__Records for the exercise__:
┌────────
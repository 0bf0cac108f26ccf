//! The `prism batch` command: a folder of images through one pipeline.
//!
//! Operations run in a fixed order: smart crop, resize, filter.
//! Converted files are written to `--output` and/or packaged into
//! `--archive`; Ctrl-C stops the batch after the running item.

use std::fs::File;
use std::io::BufWriter;
use std::path::{Path, PathBuf};

use anyhow::{anyhow, bail};
use clap::Args;
use indicatif::{ProgressBar, ProgressStyle};
use prism_core::batch::{unique_name, write_archive_file, BatchJob, BatchSummary, CancelToken};
use prism_core::output::{BatchReport, ReportFormat, ReportWriter};
use prism_core::{Config, Operation, Prism, ProcessOptions};

use super::common::{expand, human_bytes, CropFlags, EncodeArgs, FilterFlags, SizeArgs};

/// Arguments for the `batch` command.
#[derive(Args, Debug)]
pub struct BatchArgs {
    /// Folder (or single image) to process
    #[arg(required = true)]
    pub input: PathBuf,

    #[command(flatten)]
    pub crop: CropFlags,

    #[command(flatten)]
    pub size: SizeArgs,

    #[command(flatten)]
    pub filter: FilterFlags,

    #[command(flatten)]
    pub encode: EncodeArgs,

    /// Directory for converted files (default: <input>/converted unless --archive is given; never re-read as input)
    #[arg(short, long)]
    pub output: Option<PathBuf>,

    /// Write a ZIP archive with the converted files
    #[arg(long)]
    pub archive: Option<PathBuf>,

    /// Also put the untouched originals into the archive
    #[arg(long, requires = "archive")]
    pub include_originals: bool,

    /// Images processed at once (1-4)
    #[arg(short, long)]
    pub parallel: Option<usize>,

    /// Write a per-item report to this file
    #[arg(long)]
    pub report: Option<PathBuf>,

    /// Report format: json or jsonl (default from config)
    #[arg(long)]
    pub report_format: Option<String>,
}

impl BatchArgs {
    /// Assemble the per-file pipeline from the flags.
    pub fn to_options(&self, config: &Config) -> anyhow::Result<ProcessOptions> {
        let mut operations = Vec::new();
        if self.crop.is_set() {
            operations.push(Operation::SmartCrop {
                aspect: self.crop.aspect()?,
                shape: self.crop.shape()?,
            });
        }
        if let Some(resize) = self.size.to_options(config)? {
            operations.push(Operation::Resize(resize));
        }
        if let Some(request) = self.filter.to_request()? {
            operations.push(Operation::Filter(request));
        }
        Ok(ProcessOptions {
            operations,
            encode: self.encode.to_options(config)?,
        })
    }

    fn output_dir(&self, input: &Path) -> Option<PathBuf> {
        match (&self.output, &self.archive) {
            (Some(dir), _) => Some(expand(dir)),
            (None, Some(_)) => None,
            (None, None) => {
                let base = if input.is_dir() {
                    input.to_path_buf()
                } else {
                    input.parent().map(Path::to_path_buf).unwrap_or_default()
                };
                Some(base.join("converted"))
            }
        }
    }
}

pub async fn execute(args: BatchArgs, mut config: Config) -> anyhow::Result<()> {
    let input = expand(&args.input);
    if !input.exists() {
        bail!(
            "Input path does not exist: {:?}\n\n  Hint: Check the folder path and try again.",
            input
        );
    }
    if let Some(parallel) = args.parallel {
        config.batch.max_in_flight = parallel;
    }
    if args.include_originals {
        config.batch.include_originals = true;
    }
    let format_name = args.report_format.as_deref().unwrap_or(&config.output.format);
    let report_format =
        ReportFormat::parse(format_name).ok_or_else(|| anyhow!("Unknown report format '{format_name}'"))?;
    let options = args.to_options(&config)?;

    let output_dir = args.output_dir(&input);
    let prism = Prism::new(config);
    let mut job = discover_inputs(&prism, &input, output_dir.as_deref());
    if job.is_empty() {
        tracing::warn!("No supported image files found at {:?}", input);
        return Ok(());
    }
    tracing::info!("Found {} image(s) to process", job.len());

    let summary = run_with_progress(&prism, &mut job, &options).await;

    if let Some(dir) = &output_dir {
        let written = write_outputs(dir, &job)?;
        tracing::info!("Wrote {} file(s) to {:?}", written, dir);
    }
    if let Some(path) = &args.archive {
        let path = expand(path);
        let manifest = write_archive_file(&path, &job, prism.config().batch.include_originals)?;
        tracing::info!("Archive written to {:?} ({} entries)", path, manifest.entries.len());
    }
    if let Some(path) = &args.report {
        let path = expand(path);
        let file = File::create(&path)?;
        let mut writer = ReportWriter::new(BufWriter::new(file), report_format, prism.config().output.pretty);
        writer.write_report(&BatchReport::new(summary.clone(), job.items()))?;
        writer.flush()?;
        tracing::info!("Report written to {:?}", path);
    }

    print_summary(&summary);
    Ok(())
}

/// Discover inputs, leaving out the output directory when it sits inside the input tree.
fn discover_inputs(prism: &Prism, input: &Path, output_dir: Option<&Path>) -> BatchJob {
    let excluded: Vec<PathBuf> = output_dir.map(Path::to_path_buf).into_iter().collect();
    prism.discover_job_excluding(input, &excluded)
}

/// Run the batch with a progress bar and Ctrl-C cancellation.
async fn run_with_progress(prism: &Prism, job: &mut BatchJob, options: &ProcessOptions) -> BatchSummary {
    let cancel = CancelToken::new();
    let on_signal = cancel.clone();
    let watcher = tokio::spawn(async move {
        if tokio::signal::ctrl_c().await.is_ok() {
            tracing::warn!("Interrupted; finishing the running item");
            on_signal.cancel();
        }
    });

    let total = job.len() as u64;
    let progress = create_progress_bar(total);
    let sink = |percent: f64, message: &str| {
        progress.set_position((percent / 100.0 * total as f64).round() as u64);
        progress.set_message(message.to_string());
    };

    let summary = prism.runner().run(job, options, &sink, &cancel).await;
    progress.finish_and_clear();
    watcher.abort();
    summary
}

/// Write every successful output into `dir`, de-duplicating names.
fn write_outputs(dir: &Path, job: &BatchJob) -> anyhow::Result<usize> {
    std::fs::create_dir_all(dir)?;
    let mut taken = std::collections::HashSet::new();
    let mut written = 0;
    for output in job.outputs() {
        let name = unique_name(&mut taken, &output.output_name);
        std::fs::write(dir.join(name), &output.encoded.bytes)?;
        written += 1;
    }
    Ok(written)
}

/// Create a progress bar for batch processing.
fn create_progress_bar(total: u64) -> ProgressBar {
    let pb = ProgressBar::new(total);
    match ProgressStyle::default_bar()
        .template("{spinner:.green} [{elapsed_precise}] [{bar:40.cyan/blue}] {pos}/{len} ({percent}%) {msg}")
    {
        Ok(style) => pb.set_style(style.progress_chars("##-")),
        Err(e) => tracing::debug!("Progress template rejected: {e}"),
    }
    pb.set_message("starting...");
    pb
}

/// Print a formatted summary table after batch processing.
fn print_summary(summary: &BatchSummary) {
    let seconds = summary.elapsed_ms as f64 / 1000.0;
    let rate = if seconds > 0.0 {
        (summary.succeeded + summary.failed) as f64 / seconds
    } else {
        0.0
    };

    eprintln!();
    eprintln!("  ====================================");
    eprintln!("               Summary");
    eprintln!("  ====================================");
    eprintln!("    Succeeded:    {:>8}", summary.succeeded);
    if summary.failed > 0 {
        eprintln!("    Failed:       {:>8}", summary.failed);
    }
    if summary.skipped > 0 {
        eprintln!("    Skipped:      {:>8}", summary.skipped);
    }
    eprintln!("  ------------------------------------");
    eprintln!("    Total:        {:>8}", summary.total);
    eprintln!("    Duration:     {:>7.1}s", seconds);
    eprintln!("    Rate:         {:>7.1} img/sec", rate);
    eprintln!(
        "    Size:         {} -> {} ({:+.1}%)",
        human_bytes(summary.bytes_in),
        human_bytes(summary.bytes_out),
        summary.compression_delta()
    );
    if summary.cancelled {
        eprintln!("    Cancelled before all items ran");
    }
    eprintln!("  ====================================");
}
└────────
__Task statement__:
An exact, complete copy of the lines above from the one with "into the archive" through the one with "path does not" is the whole answer.

__Response to this exercise__:
    /// Also put the untouched originals into the archive
    #[arg(long, requires = "archive")]
    pub include_originals: bool,

    /// Images processed at once (1-4)
    #[arg(short, long)]
    pub parallel: Option<usize>,

    /// Write a per-item report to this file
    #[arg(long)]
    pub report: Option<PathBuf>,

    /// Report format: json or jsonl (default from config)
    #[arg(long)]
    pub report_format: Option<String>,
}

impl BatchArgs {
    /// Assemble the per-file pipeline from the flags.
    pub fn to_options(&self, config: &Config) -> anyhow::Result<ProcessOptions> {
        let mut operations = Vec::new();
        if self.crop.is_set() {
            operations.push(Operation::SmartCrop {
                aspect: self.crop.aspect()?,
                shape: self.crop.shape()?,
            });
        }
        if let Some(resize) = self.size.to_options(config)? {
            operations.push(Operation::Resize(resize));
        }
        if let Some(request) = self.filter.to_request()? {
            operations.push(Operation::Filter(request));
        }
        Ok(ProcessOptions {
            operations,
            encode: self.encode.to_options(config)?,
        })
    }

    fn output_dir(&self, input: &Path) -> Option<PathBuf> {
        match (&self.output, &self.archive) {
            (Some(dir), _) => Some(expand(dir)),
            (None, Some(_)) => None,
            (None, None) => {
                let base = if input.is_dir() {
                    input.to_path_buf()
                } else {
                    input.parent().map(Path::to_path_buf).unwrap_or_default()
                };
                Some(base.join("converted"))
            }
        }
    }
}

pub async fn execute(args: BatchArgs, mut config: Config) -> anyhow::Result<()> {
    let input = expand(&args.input);
    if !input.exists() {
        bail!(
            "Input path does not exist: {:?}\n\n  Hint: Check the folder path and try again.",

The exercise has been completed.